Some weights of EsmForSequenceClassification were not initialized from the model checkpoint at /mnt/data/cs/ESM2_Model/esm2_t30_150M_UR50D and are newly initialized: ['classifier.dense.bias', 'classifier.dense.weight', 'classifier.out_proj.bias', 'classifier.out_proj.weight']
You should probably TRAIN this model on a down-stream task to be able to use it for predictions and inference.


PeftModelForSequenceClassification(
  (base_model): LoraModel(
    (model): EsmForSequenceClassification(
      (esm): EsmModel(
        (embeddings): EsmEmbeddings(
          (word_embeddings): Embedding(33, 640, padding_idx=1)
          (dropout): Dropout(p=0.0, inplace=False)
          (position_embeddings): Embedding(1026, 640, padding_idx=1)
        )
        (encoder): EsmEncoder(
          (layer): ModuleList(
            (0-29): 30 x EsmLayer(
              (attention): EsmAttention(
                (self): EsmSelfAttention(
                  (query): lora.Linear(
                    (base_layer): Linear(in_features=640, out_features=640, bias=True)
                    (lora_dropout): ModuleDict(
                      (default): Dropout(p=0.2, inplace=False)
                    )
                    (lora_A): ModuleDict(
                      (default): Linear(in_features=640, out_features=16, bias=False)
                    )
                    (lora_B): ModuleDict(
         

In [12]:
label_info = pd.read_csv(LABEL_INFO_PATH)

In [20]:
# 3. define the predict function
def predict(input_fasta, output_path, max_length=2000):
    print(f'Read fasta from {input_fasta}')
    sequences_dict = {}
    for record in SeqIO.parse(input_fasta, "fasta"):
        sequences_dict[record.id] = record.seq
    
    binary_logits = {}     
    for seq_id, sequence in tqdm(sequences_dict.items()):       
        encoding = tokenizer(str(sequence), truncation=True, return_tensors='pt', 
                                  padding='max_length', max_length=max_length)
        encoding = encoding.to(device)
        with torch.no_grad():   # 
            outputs = binary_model(**encoding) # 
            logits = outputs.logits        # 
            binary_logits[seq_id] = np.round(torch.nn.functional.softmax(logits,dim=-1).cpu().tolist()[0],3)
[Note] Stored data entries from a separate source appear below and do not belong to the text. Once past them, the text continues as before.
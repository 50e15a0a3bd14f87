//! 以目录为存储的脚本来源

use std::path::PathBuf;

use reply_rules::ScriptSource;
use tracing::debug;

/// 从目录中按文件名读取脚本
pub struct ScriptDir {
    root: PathBuf,
}

impl ScriptDir {
    pub fn new(root: impl Into<PathBuf>) -> Self {
        Self { root: root.into() }
    }
}

impl ScriptSource for ScriptDir {
    fn load(&self, name: &str) -> Option<String> {
        let path = self.root.join(name);
        match std::fs::read_to_string(&path) {
            Ok(text) => Some(text),
            Err(e) => {
                debug!(path = %path.display(), error = %e, "读取脚本失败");
                None
            }
        }
    }
}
    prob_df = pd.DataFrame(binary_logits.values(), binary_logits.keys(), columns=['no_vf_prob', 'vf_prob']) 
    prob_df['id'] = prob_df.index
    prob_df = prob_df[['id', 'vf_prob']]
    prob_df.reset_index(drop=True, inplace=True)

    for cat in label_info['category'].unique():
        prob_df[cat] = 0.0
    
    for seq_id, sequence in tqdm(sequences_dict.items()):
        vf_prob = prob_df.loc[prob_df['id']==seq_id, 'vf_prob'].values[0]
        if vf_prob >=  0.5:
            encoding = tokenizer(str(sequence), truncation=True, return_tensors='pt', 
                                  padding='max_length', max_length=max_length)
            encoding = encoding.to(device)
            with torch.no_grad():   
                outputs = category_model(**encoding) 
                logits = outputs.logits        
                probs = torch.nn.functional.sigmoid(logits)
                probs = np.round(probs.cpu().numpy().squeeze().tolist(),3).tolist()
                prob_df.loc[prob_df['id']==seq_id, 'Exotoxin':'Regulation'] = probs

    prob_df.to_csv(os.path.join(output_path, f'predict_results.csv'), sep=',')
    return prob_df

In [15]:
input_fasta_file = 'data/test.fasta'
output_path = 'results/'

In [21]:
results = predict(input_fasta_file, output_path)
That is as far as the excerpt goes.